PROVIDED MATERIAL
···

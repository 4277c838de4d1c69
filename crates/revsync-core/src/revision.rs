//! Normalized revisions reported by a backend.

use serde::{Deserialize, Serialize};
use std::fmt;

use crate::types::BackendId;

/// Kind of checkable point a revision names.
#[derive(Debug, Clone, Copy, PartialEq, Eq, Hash, Serialize, Deserialize)]
#[serde(rename_all = "lowercase")]
pub enum RevisionKind {
    /// A tag; the identifier is the commit hash it points at.
    Tag,
    /// A remote branch; the identifier is the qualified branch name.
    Branch,
}

impl fmt::Display for RevisionKind {
    fn fmt(&self, f: &mut fmt::Formatter<'_>) -> fmt::Result {
        match self {
            Self::Tag => write!(f, "tag"),
            Self::Branch => write!(f, "branch"),
        }
    }
}

/// A named, checkable point in a repository's history.
///
/// The identifier was resolvable by the backend when the revision was
/// produced. The remote may move or delete it afterwards.
///
/// # Example
///
/// ```
/// use revsync_core::{BackendId, Revision, RevisionKind};
///
/// let owner = BackendId::new("/srv/checkouts/docs");
/// let rev = Revision::branch(owner.clone(), "origin/release/2.0.0", "release-2.0.0");
///
/// assert_eq!(rev.identifier(), "origin/release/2.0.0");
/// assert_eq!(rev.slug(), "release-2.0.0");
/// assert_eq!(rev.kind(), RevisionKind::Branch);
/// assert!(rev.belongs_to(&owner));
/// ```
#[derive(Debug, Clone, PartialEq, Eq, Hash, Serialize, Deserialize)]
pub struct Revision {
    owner: BackendId,
    identifier: String,
    verbose_name: String,
    kind: RevisionKind,
}

impl Revision {
    /// Creates a revision of the given kind.
    pub fn new(
        owner: BackendId,
        kind: RevisionKind,
        identifier: impl Into<String>,
        verbose_name: impl Into<String>,
    ) -> Self {
        Self {
            owner,
            identifier: identifier.into(),
            verbose_name: verbose_name.into(),
            kind,
        }
    }

    /// Creates a tag revision.
    pub fn tag(owner: BackendId, commit: impl Into<String>, name: impl Into<String>) -> Self {
        Self::new(owner, RevisionKind::Tag, commit, name)
    }

    /// Creates a branch revision.
    pub fn branch(owner: BackendId, branch: impl Into<String>, slug: impl Into<String>) -> Self {
        Self::new(owner, RevisionKind::Branch, branch, slug)
    }

    /// Returns the handle of the backend that produced this revision.
    pub fn owner(&self) -> &BackendId {
        &self.owner
    }

    /// Returns the string the VCS tool uses to address this revision.
    pub fn identifier(&self) -> &str {
        &self.identifier
    }

    /// Returns the human-presentable name.
    pub fn verbose_name(&self) -> &str {
        &self.verbose_name
    }

    /// Returns the filesystem/URL-safe name.
    ///
    /// Parsers already normalize the verbose name, so both are the same value.
    pub fn slug(&self) -> &str {
        &self.verbose_name
    }

    /// Returns whether this is a tag or a branch.
    pub fn kind(&self) -> RevisionKind {
        self.kind
    }

    /// Returns true if this revision was produced by the backend `id`.
    pub fn belongs_to(&self, id: &BackendId) -> bool {
        &self.owner == id
    }
}

impl fmt::Display for Revision {
    fn fmt(&self, f: &mut fmt::Formatter<'_>) -> fmt::Result {
        write!(f, "{} {} ({})", self.kind, self.verbose_name, self.identifier)
    }
}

···

Read through the entries above and copy each line that has the string "Deserialize" in it.

use serde::{Deserialize, Serialize};
#[derive(Debug, Clone, Copy, PartialEq, Eq, Hash, Serialize, Deserialize)]
#[derive(Debug, Clone, PartialEq, Eq, Hash, Serialize, Deserialize)]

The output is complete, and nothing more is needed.